BLIN causes adverse events such as CRS and ICANS via CD3-positive lymphocyte activation and cytokine overproduction. A few studies have shown that the incidence of CRS after BLIN + TKI combination therapy and BLIN monotherapy was similar [11, 12]. In the current study, one patient developed grade 2 CRS. However, this patient (case 2) recovered with the administration of dexamethasone. The dose of ponatinib is significantly associated with the occurrence of arterial occlusive events (AOEs) [6]. Assi et al. reported that some patients who had received BLIN + TKI combination therapy developed transaminitis [11]. In order to reduce the risk of developing adverse events associated with vascular occlusion, we measured the blood concentration of ponatinib using high-performance liquid chromatography during treatment [18]. Based on these data, both patients received ponatinib treatment at optimal concentrations (> 23 ng/ml) [18]. Since these patients also used with fluconazole, an antifungal drug that has a CYP3A4 inhibitory effect, they were treated with optimal blood concentration levels even at a low dose of ponatinib 15 mg/day. In the current study, the two patients tolerated the combination of BLIN + ponatinib 15 mg daily well, and there was no incidence of transaminitis or AOEs [6].
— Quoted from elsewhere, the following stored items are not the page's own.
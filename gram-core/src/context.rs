//! Environment dynamics parameters ("contexts") and the ranges they are drawn from.
//!
//! A [`Context`] is the ground-truth description of one instance's dynamics. In-distribution
//! contexts are sampled uniformly from a [`ContextRanges`]; the adversary instead picks a point
//! inside the out-of-distribution ranges through [`ContextRanges::from_deltas`].

use crate::error::{GramError, Result};
use candle_core::{Device, Tensor};
use rand::{Rng, seq::IndexedRandom};
use serde::{Deserialize, Serialize};
use std::str::FromStr;

/// Number of continuous dynamics parameters in a [`Context`].
pub const NUM_CONTINUOUS_PARAMS: usize = 4;

#[derive(Debug, Clone, Copy, PartialEq, Serialize, Deserialize)]
pub struct ContextRange {
    pub min: f32,
    pub max: f32,
}

impl ContextRange {
    pub fn new(name: &str, min: f32, max: f32) -> Result<Self> {
        let range = Self { min, max };
        range.validate(name)?;
        Ok(range)
    }

    pub const fn fixed(value: f32) -> Self {
        Self {
            min: value,
            max: value,
        }
    }

    pub fn validate(&self, name: &str) -> Result<()> {
        if !self.min.is_finite() || !self.max.is_finite() || self.min > self.max {
            return Err(GramError::InvalidRange {
                name: name.to_owned(),
                min: self.min,
                max: self.max,
            });
        }
        Ok(())
    }

    pub fn sample(&self, rng: &mut impl Rng) -> f32 {
        if self.min == self.max {
            self.min
        } else {
            rng.random_range(self.min..=self.max)
        }
    }

    pub fn center(&self) -> f32 {
        0.5 * (self.min + self.max)
    }

    pub fn half_width(&self) -> f32 {
        0.5 * (self.max - self.min)
    }

    pub fn contains(&self, value: f32) -> bool {
        self.min <= value && value <= self.max
    }

    /// Maps `value` to `[-1, 1]` relative to this range. Degenerate ranges map to 0.
    pub fn normalize(&self, value: f32) -> f32 {
        let half_width = self.half_width();
        if half_width == 0. {
            0.
        } else {
            (value - self.center()) / half_width
        }
    }

    /// Inverse of [`ContextRange::normalize`], clamping `delta` so the result stays in range.
    pub fn denormalize(&self, delta: f32) -> f32 {
        let value = self.center() + delta.clamp(-1., 1.) * self.half_width();
        value.clamp(self.min, self.max)
    }
}

/// Which joint, if any, gets frozen (motor fault) in a sampled context.
#[derive(Debug, Clone, Default, PartialEq, Eq, Serialize, Deserialize)]
#[serde(rename_all = "snake_case")]
pub enum FrozenJointMode {
    #[default]
    None,
    /// Uniform over "no fault" and every joint.
    Any,
    /// Always one of the listed joints.
    Joints(Vec<usize>),
}

impl FrozenJointMode {
    pub fn sample(&self, rng: &mut impl Rng, num_joints: usize) -> Option<usize> {
        match self {
            Self::None => None,
            Self::Any => {
                let choice = rng.random_range(0..=num_joints);
                (choice < num_joints).then_some(choice)
            }
            Self::Joints(joints) => joints.choose(rng).copied(),
        }
    }

    pub fn validate(&self, num_joints: usize) -> Result<()> {
        match self {
            Self::Joints(joints) if joints.is_empty() => Err(GramError::Config(
                "frozen joint mode lists no joints".to_owned(),
            )),
            Self::Joints(joints) => match joints.iter().find(|j| **j >= num_joints) {
                Some(joint) => Err(GramError::Config(format!(
                    "frozen joint {joint} out of range for {num_joints} joints"
                ))),
                None => Ok(()),
            },
            _ => Ok(()),
        }
    }
}

impl FromStr for FrozenJointMode {
    type Err = GramError;

    fn from_str(s: &str) -> Result<Self> {
        match s {
            "none" => Ok(Self::None),
            "any" => Ok(Self::Any),
            joints => joints
                .split(',')
                .map(|j| j.trim().parse::<usize>())
                .collect::<std::result::Result<Vec<_>, _>>()
                .map(Self::Joints)
                .map_err(|_| GramError::Config(format!("invalid frozen joint mode `{s}`"))),
        }
    }
}

#[derive(Debug, Clone, PartialEq, Serialize, Deserialize)]
pub struct Context {
    /// Mass added to the base, in kg.
    pub added_mass: f32,
    pub friction_mult: f32,
    pub motor_strength_mult: f32,
    /// Offset added to every joint position target, in rad.
    pub joint_bias: f32,
    pub frozen_joint: Option<usize>,
}

impl Default for Context {
    fn default() -> Self {
        Self::nominal()
    }
}

impl Context {
    pub const fn nominal() -> Self {
        Self {
            added_mass: 0.,
            friction_mult: 1.,
            motor_strength_mult: 1.,
            joint_bias: 0.,
            frozen_joint: None,
        }
    }

    pub fn continuous(&self) -> [f32; NUM_CONTINUOUS_PARAMS] {
        [
            self.added_mass,
            self.friction_mult,
            self.motor_strength_mult,
            self.joint_bias,
        ]
    }

    pub fn feature_size(num_joints: usize) -> usize {
        NUM_CONTINUOUS_PARAMS + num_joints
    }

    /// Continuous parameters followed by a one-hot encoding of the frozen joint.
    pub fn features(&self, num_joints: usize) -> Vec<f32> {
        let mut features = Vec::with_capacity(Self::feature_size(num_joints));
        features.extend_from_slice(&self.continuous());
        features.extend((0..num_joints).map(|joint| {
            if self.frozen_joint == Some(joint) {
                1.
            } else {
                0.
            }
        }));
        features
    }
}

/// Stacks the feature vectors of `contexts` into a `[contexts.len(), feature_size]` tensor.
pub fn contexts_to_tensor(contexts: &[Context], num_joints: usize, device: &Device) -> Result<Tensor> {
    let features: Vec<f32> = contexts
        .iter()
        .flat_map(|context| context.features(num_joints))
        .collect();
    let tensor = Tensor::from_vec(
        features,
        (contexts.len(), Context::feature_size(num_joints)),
        device,
    )?;
    Ok(tensor)
}

#[derive(Debug, Clone, PartialEq, Serialize, Deserialize)]
pub struct ContextRanges {
    pub added_mass: ContextRange,
    pub friction_mult: ContextRange,
    pub motor_strength_mult: ContextRange,
    pub joint_bias: ContextRange,
    #[serde(default)]
    pub frozen_joint: FrozenJointMode,
}

impl Default for ContextRanges {
    fn default() -> Self {
        Self::in_distribution()
    }
}

impl ContextRanges {
    pub fn nominal() -> Self {
        Self {
            added_mass: ContextRange::fixed(0.),
            friction_mult: ContextRange::fixed(1.),
            motor_strength_mult: ContextRange::fixed(1.),
            joint_bias: ContextRange::fixed(0.),
            frozen_joint: FrozenJointMode::None,
        }
    }

    pub fn in_distribution() -> Self {
        Self {
            added_mass: ContextRange { min: -1., max: 3. },
            friction_mult: ContextRange { min: 0.5, max: 1.25 },
            motor_strength_mult: ContextRange { min: 0.9, max: 1.1 },
            joint_bias: ContextRange {
                min: -0.05,
                max: 0.05,
            },
            frozen_joint: FrozenJointMode::None,
        }
    }

    pub fn wide() -> Self {
        Self {
            added_mass: ContextRange { min: -2., max: 6. },
            friction_mult: ContextRange {
                min: 0.25,
                max: 1.75,
            },
            motor_strength_mult: ContextRange { min: 0.8, max: 1.2 },
            joint_bias: ContextRange { min: -0.1, max: 0.1 },
            frozen_joint: FrozenJointMode::None,
        }
    }

    /// Bounds for adversarially chosen contexts.
    pub fn out_of_distribution() -> Self {
        Self {
            added_mass: ContextRange { min: -3., max: 9. },
            friction_mult: ContextRange { min: 0.1, max: 2.5 },
            motor_strength_mult: ContextRange { min: 0.5, max: 1.5 },
            joint_bias: ContextRange { min: -0.2, max: 0.2 },
            frozen_joint: FrozenJointMode::Any,
        }
    }

    fn continuous_ranges(&self) -> [(&'static str, &ContextRange); NUM_CONTINUOUS_PARAMS] {
        [
            ("added_mass", &self.added_mass),
            ("friction_mult", &self.friction_mult),
            ("motor_strength_mult", &self.motor_strength_mult),
            ("joint_bias", &self.joint_bias),
        ]
    }

    pub fn validate(&self, num_joints: usize) -> Result<()> {
        for (name, range) in self.continuous_ranges() {
            range.validate(name)?;
        }
        self.frozen_joint.validate(num_joints)
    }

    pub fn sample(&self, rng: &mut impl Rng, num_joints: usize) -> Context {
        Context {
            added_mass: self.added_mass.sample(rng),
            friction_mult: self.friction_mult.sample(rng),
            motor_strength_mult: self.motor_strength_mult.sample(rng),
            joint_bias: self.joint_bias.sample(rng),
            frozen_joint: self.frozen_joint.sample(rng, num_joints),
        }
    }

    pub fn contains(&self, context: &Context) -> bool {
        self.continuous_ranges()
            .iter()
            .zip(context.continuous())
            .all(|((_, range), value)| range.contains(value))
    }

    /// Continuous parameters of `context` mapped to `[-1, 1]` relative to these ranges.
    pub fn normalize(&self, context: &Context) -> [f32; NUM_CONTINUOUS_PARAMS] {
        let mut normalized = [0.; NUM_CONTINUOUS_PARAMS];
        for (idx, ((_, range), value)) in self
            .continuous_ranges()
            .iter()
            .zip(context.continuous())
            .enumerate()
        {
            normalized[idx] = range.normalize(value);
        }
        normalized
    }

    /// Builds a context from normalized deltas, one per continuous parameter. The result always
    /// lies inside these ranges; the frozen joint is drawn from the frozen joint mode.
    pub fn from_deltas(&self, deltas: &[f32], rng: &mut impl Rng, num_joints: usize) -> Result<Context> {
        let [mass, friction, motor, bias] = deltas else {
            return Err(GramError::ShapeMismatch {
                what: "context deltas",
                expected: vec![NUM_CONTINUOUS_PARAMS],
                actual: vec![deltas.len()],
            });
        };
        Ok(Context {
            added_mass: self.added_mass.denormalize(*mass),
            friction_mult: self.friction_mult.denormalize(*friction),
            motor_strength_mult: self.motor_strength_mult.denormalize(*motor),
            joint_bias: self.joint_bias.denormalize(*bias),
            frozen_joint: self.frozen_joint.sample(rng, num_joints),
        })
    }
}

/// Named in-distribution context sets used for training.
#[derive(Debug, Clone, Copy, Default, PartialEq, Eq, Serialize, Deserialize)]
#[serde(rename_all = "snake_case")]
pub enum IdContextSet {
    Nominal,
    #[default]
    Default,
    Wide,
}

impl IdContextSet {
    pub fn ranges(&self) -> ContextRanges {
        match self {
            Self::Nominal => ContextRanges::nominal(),
            Self::Default => ContextRanges::in_distribution(),
            Self::Wide => ContextRanges::wide(),
        }
    }
}

impl FromStr for IdContextSet {
    type Err = GramError;

    fn from_str(s: &str) -> Result<Self> {
        match s {
            "nominal" => Ok(Self::Nominal),
            "default" => Ok(Self::Default),
            "wide" => Ok(Self::Wide),
            other => Err(GramError::Config(format!(
                "unknown id context set `{other}`, expected nominal, default or wide"
            ))),
        }
    }
}

/// Per-parameter replacements applied on top of a base set of ranges.
#[derive(Debug, Clone, Default, PartialEq, Serialize, Deserialize)]
#[serde(default)]
pub struct ContextOverrides {
    pub added_mass: Option<ContextRange>,
    pub friction_mult: Option<ContextRange>,
    pub motor_strength_mult: Option<ContextRange>,
    pub joint_bias: Option<ContextRange>,
    pub frozen_joint: Option<FrozenJointMode>,
}

impl ContextOverrides {
    pub fn apply(&self, base: &ContextRanges) -> ContextRanges {
        ContextRanges {
            added_mass: self.added_mass.unwrap_or(base.added_mass),
            friction_mult: self.friction_mult.unwrap_or(base.friction_mult),
            motor_strength_mult: self
                .motor_strength_mult
                .unwrap_or(base.motor_strength_mult),
            joint_bias: self.joint_bias.unwrap_or(base.joint_bias),
            frozen_joint: self
                .frozen_joint
                .clone()
                .unwrap_or_else(|| base.frozen_joint.clone()),
        }
    }
}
These clinical data support the notion that BLIN + ponatinib combination therapy is safe and can be well tolerated. The current studies on the safety and efficacy of BLIN + ponatinib combination therapy only included small cohorts. Hence, further studies with larger cohorts should be conducted to validate the safety and efficacy of this potent combination therapy.